The officials refused to confirm the death of Hamza bin Laden, said to have been killed in a U.S.-involved operation sometime in the past two years. But they warned Thursday that regardless of his status, al-Qaida should not be underestimated.
"What we see today is an al-Qaida that is as strong as it has ever been," State Department Counterterrorism Coordinator Ambassador Nathan Sales told reporters during a briefing intended to focus on the terror group's main rival, Islamic State, also known as IS or ISIS.
"Al-Qaida has been strategic and patient over the last several years," Sales said. "It's let ISIS absorb the brunt of the world's counterterrorism efforts while patiently reconstituting itself."
"They're very much in this fight and we need to continue to take the fight to them," he added.
The U.S. assessment of al-Qaida is in line with a recent United Nations report, which described the terror group as "resilient."
"Groups aligned with al-Qaida are stronger than their ISIL counterparts in Idlib, Syrian Arab Republic, Yemen, Somalia and much of West Africa," the report said, using another acronym for Islamic State.
Like the U.N. report, Sales focused U.S. concern on a series of "active and deadly" al-Qaida affiliates, including al-Shabab, which has been operating in Somalia and Kenya, as well as al-Qaida in the Islamic Maghreb (AQIM) and the Yemen-based al-Qaida in the Arabian Peninsula (AQAP).
AQAP, in particular, has repeatedly been cited as perhaps the most threatening of all al-Qaida affiliates by U.S. officials for its advanced bomb-making capabilities and its desire to strike the U.S.
"No one should mistake the period of relative silence from al-Qaida as an indication that they've gotten out of the [terror] business," Sales said.
Still, some counterterrorism analysts caution that despite al-Qaida's savvy long-term planning and relative strength, the reported death of up-and-coming leader Hamza bin Laden, if confirmed, would be a severe blow.

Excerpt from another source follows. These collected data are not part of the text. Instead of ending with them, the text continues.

//! Hosted Checkout Initiation
//!
//! Asks the server for a Stripe Checkout session and sends the browser to it.
//!
//! ```text
//! Idle ──▶ Loading ──┬──▶ LoginRedirect   (not signed in, 401, 403)
//!                    ├──▶ Redirected      (checkout_url received)
//!                    └──▶ Failed          (everything else)
//! ```
//!
//! Each call ends in exactly one outcome. Nothing is retried.

use serde::{Deserialize, Serialize};
use serde_json::{Map, Value};
use std::rc::Rc;

use crate::config::CheckoutConfig;
use crate::csrf;
use crate::error::{CheckoutError, Result};
use crate::hooks::{ButtonControl, CheckoutHooks, DefaultHooks};
use crate::page::{self, AuthIndicator, Page};
use crate::plan::{BillingCycle, PlanType};
use crate::transport::{CheckoutTransport, TransportResponse};

/// Shown when someone picks the Enterprise plan
pub const ENTERPRISE_CONTACT_MESSAGE: &str =
    "Please contact our sales team for Enterprise pricing and custom solutions.";

/// Checkout session returned by the server
#[derive(Clone, Debug, PartialEq, Serialize, Deserialize)]
pub struct CheckoutSession {
    /// Hosted checkout page to redirect to
    pub checkout_url: String,

    /// Stripe session ID
    #[serde(default)]
    pub session_id: Option<String>,

    /// Any other fields the server sent
    #[serde(flatten)]
    pub extra: Map<String, Value>,
}

/// How a checkout attempt ended
#[derive(Clone, Debug, PartialEq)]
pub enum CheckoutOutcome {
    /// Sent to the login page
    LoginRedirect { url: String },

    /// Sent to the hosted checkout page
    Redirected { session: CheckoutSession },

    /// Reported through the error hook
    Failed(CheckoutError),
}

impl CheckoutOutcome {
    pub const fn is_redirected(&self) -> bool {
        matches!(self, Self::Redirected { .. })
    }

    pub const fn error(&self) -> Option<&CheckoutError> {
        match self {
            Self::Failed(error) => Some(error),
            _ => None,
        }
    }
}

/// Interpret the checkout endpoint's response.
///
/// `AuthRequired` means the caller should send the user to log in.
pub fn parse_checkout_response(response: &TransportResponse) -> Result<CheckoutSession> {
    let data: Value = serde_json::from_str(&response.body).unwrap_or(Value::Null);
    let server_error = data
        .get("error")
        .and_then(Value::as_str)
        .filter(|message| !message.is_empty());

    if !response.is_success() {
        if matches!(response.status, 401 | 403) {
            return Err(CheckoutError::AuthRequired);
        }

        let message = server_error.map_or_else(
            || format!("HTTP {}: {}", response.status, response.reason),
            str::to_string,
        );
        return Err(CheckoutError::Http {
            status: response.status,
            message,
        });
    }

    if let Some(message) = server_error {
        return Err(CheckoutError::Rejected(message.to_string()));
    }

    let has_url = data
        .get("checkout_url")
        .and_then(Value::as_str)
        .is_some_and(|url| !url.is_empty());
    if !has_url {
        return Err(CheckoutError::MissingCheckoutUrl);
    }

    serde_json::from_value(data).map_err(|_| CheckoutError::MissingCheckoutUrl)
}

/// Starts hosted checkouts for the plan buttons on a page
pub struct CheckoutInitiator {
    config: CheckoutConfig,
    transport: Rc<dyn CheckoutTransport>,
    page: Rc<dyn Page>,
    auth: Rc<dyn AuthIndicator>,
    hooks: Rc<dyn CheckoutHooks>,
}

impl CheckoutInitiator {
    /// Create an initiator with the default hooks
    pub fn new(
        config: CheckoutConfig,
        transport: Rc<dyn CheckoutTransport>,
        page: Rc<dyn Page>,
        auth: Rc<dyn AuthIndicator>,
    ) -> Self {
        tracing::debug!(
            login_url = %config.login_url,
            checkout_endpoint = %config.checkout_endpoint,
            "Checkout initiator created"
        );

        Self {
            config,
            transport,
            page,
            auth,
            hooks: Rc::new(DefaultHooks),
        }
    }

    /// Replace the default hooks
    #[must_use]
    pub fn with_hooks(mut self, hooks: Rc<dyn CheckoutHooks>) -> Self {
        self.hooks = hooks;
        self
    }

    pub const fn config(&self) -> &CheckoutConfig {
        &self.config
    }

    /// Check a plan/cycle pair coming from the page
    pub fn validate_selection(plan_type: &str, billing_cycle: &str) -> Result<(PlanType, BillingCycle)> {
        Ok((plan_type.parse::<PlanType>()?, billing_cycle.parse::<BillingCycle>()?))
    }

    /// Start a checkout for string inputs from the page.
    ///
    /// An invalid selection fails before any request is made.
    pub async fn initiate_checkout(
        &self,
        plan_type: &str,
        billing_cycle: &str,
        button: Option<&dyn ButtonControl>,
    ) -> CheckoutOutcome {
        self.hooks.on_loading(true, button);

        match Self::validate_selection(plan_type, billing_cycle) {
            Ok((plan, cycle)) => self.proceed(plan, cycle, button).await,
            Err(error) => {
                tracing::warn!(plan_type, billing_cycle, "Rejected checkout selection");
                self.fail(error, button)
            }
        }
    }

    /// Start a checkout for a validated selection
    pub async fn checkout(
        &self,
        plan: PlanType,
        cycle: BillingCycle,
        button: Option<&dyn ButtonControl>,
    ) -> CheckoutOutcome {
        self.hooks.on_loading(true, button);
        self.proceed(plan, cycle, button).await
    }

    async fn proceed(
        &self,
        plan: PlanType,
        cycle: BillingCycle,
        button: Option<&dyn ButtonControl>,
    ) -> CheckoutOutcome {
        if !self.auth.is_authenticated() {
            tracing::info!(plan = %plan, "Not signed in, redirecting to login");
            return self.redirect_to_login();
        }

        match self.create_checkout_session(plan, cycle).await {
            Ok(session) => {
                self.hooks.on_success(&session, plan, cycle);
                tracing::info!(url = %session.checkout_url, "Redirecting to hosted checkout");
                self.page.navigate(&session.checkout_url);
                CheckoutOutcome::Redirected { session }
            }
            Err(CheckoutError::AuthRequired) => {
                tracing::info!(plan = %plan, "Checkout endpoint requires login");
                self.redirect_to_login()
            }
            Err(error) => self.fail(error, button),
        }
    }

    /// Request a checkout session without touching the UI
    pub async fn create_checkout_session(
        &self,
        plan: PlanType,
        cycle: BillingCycle,
    ) -> Result<CheckoutSession> {
        let url = self.config.checkout_url(plan, cycle);
        let token = self.csrf_token();

        if token.is_none() {
            tracing::debug!("No CSRF cookie present");
        }

        let response = self.transport.get(&url, token.as_deref()).await?;
        parse_checkout_response(&response)
    }

    /// CSRF token from the page's cookies
    pub fn csrf_token(&self) -> Option<String> {
        csrf::csrf_token(&self.page.cookies())
    }

    /// Login URL returning to the current page
    pub fn login_redirect_url(&self) -> String {
        page::login_redirect_url(&self.config.login_url, &self.page.location())
    }

    /// Send the browser to the login page
    pub fn redirect_to_login(&self) -> CheckoutOutcome {
        let url = self.login_redirect_url();
        self.page.navigate(&url);
        CheckoutOutcome::LoginRedirect { url }
    }

    /// Point Enterprise prospects at sales
    pub fn contact_enterprise(&self) {
        self.page.alert(ENTERPRISE_CONTACT_MESSAGE);
    }

    fn fail(&self, error: CheckoutError, button: Option<&dyn ButtonControl>) -> CheckoutOutcome {
        if error.is_retryable() {
            tracing::warn!(error = %error, "Payment error");
        } else {
            tracing::error!(error = ?error, "Payment error");
        }
        self.hooks.on_error(self.page.as_ref(), &error, button);
        CheckoutOutcome::Failed(error)
    }
}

"The death of Hamza, particularly as Osama bin Laden's son, removes what could have been a powerful voice for the global jihad from the scene," said Katherine Zimmerman, a research manager with the Critical Threats Project. "Hamza had begun to pick up his father's mantle to carry on the legacy."
At the same time, Zimmerman and others warn al-Qaida leadership is more than capable of recovering, even with evidence that current leader Ayman al-Zawahiri is in poor health.
Hamza bin Laden "was not going to be the successor to Zawahiri," said Daveed Gartenstein-Ross, a counterterrorism analyst and CEO of Valens Global.
"While there's not a great deal of high-profile leaders in al-Qaida, at least in respect to those who are recognizable in Western press reporting … they have a fairly deep bench," he said. "I think it would be very foolish to think that Hamza bin Laden is the only one, even though he's very identifiable."
Talk about a possibly weakened al-Qaida began gaining momentum Wednesday, after NBC News reported U.S. officials had intelligence that Hamza bin Laden had been killed.
U.S. President Donald Trump on Thursday refused to confirm the death, or possible U.S. involvement, when questioned by reporters on the White House lawn.
"I will say Hamza bin Laden was very threatening to our country. And you can't do that," Trump said. "But as far as anything beyond that, I have no comment."